● **Task directions**: Give again, word for word, each line below starting at the one that contains "a sound DNA." and ending at the one that contains "fn default() ->".
********
//! gRPC handlers for the storage node's column service.
//!
//! Every handler serializes behind the node-wide column lock: the cracking
//! engine mutates in place on each query, so loads, queries, and inspection
//! are mutually exclusive.

use std::sync::Arc;

use crate::engine::CrackingEngine;
use crate::volo_gen::crack_store::rpc;
use crate::NodeState;

/// gRPC service implementation backed by a shared `NodeState`.
#[derive(Clone)]
pub struct StorageRpcService {
    pub state: Arc<NodeState>,
}

impl rpc::StorageService for StorageRpcService {
    /// Replace (or create) the named column from the request payload.
    ///
    /// The new engine is built before the old one is dropped, so a failed
    /// load never disturbs the column being replaced.
    async fn load_column(
        &self,
        req: volo_grpc::Request<rpc::LoadColumnRequest>,
    ) -> Result<volo_grpc::Response<rpc::LoadColumnResponse>, volo_grpc::Status> {
        let req = req.into_inner();
        let node_id = self.state.node_id.clone();

        if req.data.is_empty() {
            return Ok(volo_grpc::Response::new(rpc::LoadColumnResponse {
                success: false,
                rows_loaded: 0,
                node_id: node_id.into(),
            }));
        }

        let engine = CrackingEngine::new(&req.data);
        let rows = engine.size();

        let mut columns = self.state.columns.lock().await;
        columns.insert(req.column_name.to_string(), engine);
        tracing::info!(column = %req.column_name, rows, "column loaded");

        Ok(volo_grpc::Response::new(rpc::LoadColumnResponse {
            success: true,
            rows_loaded: rows as i32,
            node_id: node_id.into(),
        }))
    }

    /// Count values in `[low, high)` on the named column.
    async fn range_query(
        &self,
        req: volo_grpc::Request<rpc::RangeQueryRequest>,
    ) -> Result<volo_grpc::Response<rpc::RangeQueryResponse>, volo_grpc::Status> {
        let req = req.into_inner();
        let node_id = self.state.node_id.clone();

        let mut columns = self.state.columns.lock().await;
        let Some(engine) = columns.get_mut(req.column_name.as_str()) else {
            return Ok(volo_grpc::Response::new(rpc::RangeQueryResponse {
                success: false,
                count: 0,
                node_id: node_id.into(),
                stats: None,
                error_message: format!("column not found: {}", req.column_name).into(),
            }));
        };

        let count = engine.range_query(req.low, req.high);
        let stats = engine.stats();
        let cracks = engine.crack_count();

        tracing::info!(
            column = %req.column_name,
            low = req.low,
            high = req.high,
            count,
            touched = stats.last_tuples_touched,
            cracks,
            "range query"
        );

        Ok(volo_grpc::Response::new(rpc::RangeQueryResponse {
            success: true,
            count: count as i32,
            node_id: node_id.into(),
            stats: Some(rpc::QueryStats {
                tuples_touched: stats.last_tuples_touched as i64,
                cracks_used: cracks as i32,
                query_time_ms: stats.last_query_time_ms,
            }),
            error_message: "".into(),
        }))
    }

    /// Per-column sizes and crack counts plus node-wide totals.
    async fn get_node_info(
        &self,
        _req: volo_grpc::Request<rpc::NodeInfoRequest>,
    ) -> Result<volo_grpc::Response<rpc::NodeInfoResponse>, volo_grpc::Status> {
        let columns = self.state.columns.lock().await;

        let mut names: Vec<String> = columns.keys().cloned().collect();
        names.sort();

        let total_rows: i64 = columns.values().map(|e| e.size() as i64).sum();
        let total_cracks: i64 = columns.values().map(|e| e.crack_count() as i64).sum();

        Ok(volo_grpc::Response::new(rpc::NodeInfoResponse {
            node_id: self.state.node_id.clone().into(),
            is_healthy: true,
            columns: names.into_iter().map(Into::into).collect(),
            total_rows,
            total_cracks: total_cracks.min(i64::from(i32::MAX)) as i32,
        }))
    }

    async fn health_check(
        &self,
        _req: volo_grpc::Request<rpc::Empty>,
    ) -> Result<volo_grpc::Response<rpc::StatusResponse>, volo_grpc::Status> {
        Ok(volo_grpc::Response::new(rpc::StatusResponse {
            success: true,
            message: "OK".into(),
        }))
    }
}
use std::error::Error;
use std::io;
use std::path::PathBuf;
use std::sync::Arc;

use clap::Parser;
use serde::Serialize;
use sonic_dna::{
    CachedGenerator, ExtractOptions, PatternGenerator, SonicConfig, SonicDna, TemplateGenerator,
    extract_dna_with_config,
};
use tracing_subscriber::EnvFilter;

/// Derive a Sonic DNA fingerprint from a live-coding pattern.
#[derive(Debug, Parser)]
#[command(name = "sonic-dna", version, about)]
struct Cli {
    /// Pattern source. Read from stdin when omitted and no --prompt is given.
    pattern: Option<String>,

    /// Generate the pattern from a text prompt instead.
    #[arg(long, conflicts_with = "pattern")]
    prompt: Option<String>,

    /// Reuse this salt, e.g. to reproduce a registered hash.
    #[arg(long)]
    salt: Option<String>,

    /// Stamp the record with the current time.
    #[arg(long)]
    timestamp: bool,

    /// Use the non-cryptographic demo digest.
    #[arg(long)]
    demo: bool,

    /// YAML configuration file.
    #[arg(long, value_name = "YAML")]
    config: Option<PathBuf>,
}

#[derive(Serialize)]
struct Output {
    /// Generated source, present only with --prompt.
    #[serde(skip_serializing_if = "Option::is_none")]
    pattern: Option<String>,
    #[serde(flatten)]
    record: SonicDna,
}

fn main() -> Result<(), Box<dyn Error>> {
    let cli = Cli::parse();

    let config = match &cli.config {
        Some(path) => SonicConfig::from_file(path)?,
        None => SonicConfig::default(),
    };
    init_tracing(&config);

    let (source, generated) = match &cli.prompt {
        Some(prompt) => {
            let generator =
                CachedGenerator::new(TemplateGenerator, Arc::new(config.prompt_cache()));
            let code = generator.generate(prompt)?.code;
            (code.clone(), Some(code))
        }
        None => match cli.pattern {
            Some(pattern) => (pattern, None),
            None => (io::read_to_string(io::stdin())?, None),
        },
    };

    let mut opts = ExtractOptions::default();
    if let Some(salt) = cli.salt {
        opts = opts.with_salt(salt);
    }
    if cli.timestamp {
        opts = opts.with_timestamp();
    }
    if cli.demo {
        opts = opts.demo();
    }

    let record = extract_dna_with_config(&source, &config.dna, &opts)?;
    let output = Output {
        pattern: generated,
        record,
    };
    println!("{}", serde_json::to_string_pretty(&output)?);
    Ok(())
}

fn init_tracing(config: &SonicConfig) {
    let filter = EnvFilter::try_from_default_env()
        .unwrap_or_else(|_| EnvFilter::new(config.logging.level.to_ascii_lowercase()));
    let builder = tracing_subscriber::fmt()
        .with_env_filter(filter)
        .with_writer(io::stderr);
    if config.logging.json {
        builder.json().init();
    } else {
        builder.init();
    }
}
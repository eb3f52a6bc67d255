//! Input validation for raw pattern sources.
//!
//! A pattern source must contain something other than whitespace and must not
//! exceed the configured character limit. Oversized input is rejected, never
//! truncated: truncation would silently change the DNA.

use crate::error::PatternError;

/// Default upper bound on pattern length, in characters.
pub const DEFAULT_MAX_SOURCE_CHARS: usize = 2000;

/// Checks that `source` is non-blank and at most `max_chars` characters long.
///
/// Length is measured in Unicode scalar values, not bytes.
///
/// ```rust
/// use pattern::{validate_source, PatternError};
///
/// assert!(validate_source("s(\"bd\")", 100).is_ok());
/// assert_eq!(validate_source("   ", 100), Err(PatternError::EmptySource));
/// assert!(matches!(
///     validate_source("aaaa", 3),
///     Err(PatternError::SourceTooLong { len: 4, max: 3 })
/// ));
/// ```
pub fn validate_source(source: &str, max_chars: usize) -> Result<(), PatternError> {
    if source.trim().is_empty() {
        return Err(PatternError::EmptySource);
    }

    // Byte length bounds char length from above, so short inputs skip the count.
    if source.len() <= max_chars {
        return Ok(());
    }
    let len = source.chars().count();
    if len > max_chars {
        return Err(PatternError::SourceTooLong {
            len,
            max: max_chars,
        });
    }
    Ok(())
}
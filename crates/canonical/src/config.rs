//! Configuration types for the DNA pipeline.
//!
//! This module defines [`DnaConfig`], which bounds the accepted pattern size,
//! names the infrastructure calls left out of a DNA, and sizes generated salts.
//!
//! # Versioning
//!
//! The `version` field pins the DNA format. A stored hash can only be
//! reproduced by the exact normalization rules that created it, so those rules
//! are constants of the format version rather than knobs:
//!
//! | Format version | Numeric precision | Text arguments |
//! |----------------|-------------------|----------------|
//! | 1              | 1 decimal place   | lowercase, then trim |
//!
//! Any change to normalization or rendering (even a bug fix) needs a new
//! format version.
//!
//! # Denylist
//!
//! The denylist removes calls that wrap or pass through a pattern without
//! shaping its sound. The default excludes only `evaluate` and `id`. Widening
//! it makes more rewrites compare equal but costs discriminative power; it is
//! part of the configuration a deployment must keep fixed for its lifetime.
//!
//! # Examples
//!
//! ```rust
//! use canonical::{DnaConfig, DNA_FORMAT_VERSION};
//!
//! let config = DnaConfig::default();
//! assert_eq!(config.version, DNA_FORMAT_VERSION);
//! assert_eq!(config.max_source_chars, 2000);
//! assert!(config.is_denied("evaluate"));
//! assert!(!config.is_denied("lpf"));
//! ```

use serde::{Deserialize, Serialize};

use crate::error::CanonicalError;

/// Current DNA format version.
pub const DNA_FORMAT_VERSION: u32 = 1;

/// Decimal places kept for numeric arguments under format version 1.
pub const NUMERIC_PRECISION: u32 = 1;

/// Infrastructure and no-op calls excluded from the DNA by default.
pub const DEFAULT_DENYLIST: &[&str] = &["evaluate", "id"];

/// Smallest accepted salt size (128 bits).
pub const MIN_SALT_BYTES: usize = 16;

/// Configuration for the DNA pipeline.
///
/// Cheap to clone and serializable so it can live in a config file:
///
/// ```json
/// {
///   "version": 1,
///   "max_source_chars": 2000,
///   "denylist": ["evaluate", "id"],
///   "salt_bytes": 16
/// }
/// ```
#[derive(Debug, Clone, Serialize, Deserialize, PartialEq, Eq)]
#[serde(default)]
pub struct DnaConfig {
    /// DNA format version. Must equal [`DNA_FORMAT_VERSION`].
    pub version: u32,

    /// Longest accepted pattern, in characters. Longer input is rejected.
    pub max_source_chars: usize,

    /// Callee names whose calls never contribute to the DNA.
    pub denylist: Vec<String>,

    /// Size in bytes of freshly generated salts. At least [`MIN_SALT_BYTES`].
    pub salt_bytes: usize,
}

impl DnaConfig {
    /// Rejects configurations that could not produce a sound DNA.
    pub fn validate(&self) -> Result<(), CanonicalError> {
        if self.version != DNA_FORMAT_VERSION {
            return Err(CanonicalError::InvalidConfig(format!(
                "unsupported dna format version {} (expected {DNA_FORMAT_VERSION})",
                self.version
            )));
        }
        if self.max_source_chars == 0 {
            return Err(CanonicalError::InvalidConfig(
                "max_source_chars must be >= 1".into(),
            ));
        }
        if self.salt_bytes < MIN_SALT_BYTES {
            return Err(CanonicalError::InvalidConfig(format!(
                "salt_bytes must be >= {MIN_SALT_BYTES}, got {}",
                self.salt_bytes
            )));
        }
        if self.denylist.iter().any(|name| name.trim().is_empty()) {
            return Err(CanonicalError::InvalidConfig(
                "denylist entries must be non-empty".into(),
            ));
        }
        Ok(())
    }

    /// True when calls named `name` are excluded from the DNA.
    pub fn is_denied(&self, name: &str) -> bool {
        self.denylist.iter().any(|denied| denied == name)
    }
}

impl Default for DnaConfig {
    fn default() -> Self {
        Self {
            version: DNA_FORMAT_VERSION,
            max_source_chars: pattern::DEFAULT_MAX_SOURCE_CHARS,
            denylist: DEFAULT_DENYLIST.iter().map(|s| s.to_string()).collect(),
            salt_bytes: MIN_SALT_BYTES,
        }
    }
}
********
● **Response to the exercise**:
    /// Rejects configurations that could not produce a sound DNA.
    pub fn validate(&self) -> Result<(), CanonicalError> {
        if self.version != DNA_FORMAT_VERSION {
            return Err(CanonicalError::InvalidConfig(format!(
                "unsupported dna format version {} (expected {DNA_FORMAT_VERSION})",
                self.version
            )));
        }
        if self.max_source_chars == 0 {
            return Err(CanonicalError::InvalidConfig(
                "max_source_chars must be >= 1".into(),
            ));
        }
        if self.salt_bytes < MIN_SALT_BYTES {
            return Err(CanonicalError::InvalidConfig(format!(
                "salt_bytes must be >= {MIN_SALT_BYTES}, got {}",
                self.salt_bytes
            )));
        }
        if self.denylist.iter().any(|name| name.trim().is_empty()) {
            return Err(CanonicalError::InvalidConfig(
                "denylist entries must be non-empty".into(),
            ));
        }
        Ok(())
    }

    /// True when calls named `name` are excluded from the DNA.
    pub fn is_denied(&self, name: &str) -> bool {
        self.denylist.iter().any(|denied| denied == name)
    }
}

impl Default for DnaConfig {
    fn default() -> Self {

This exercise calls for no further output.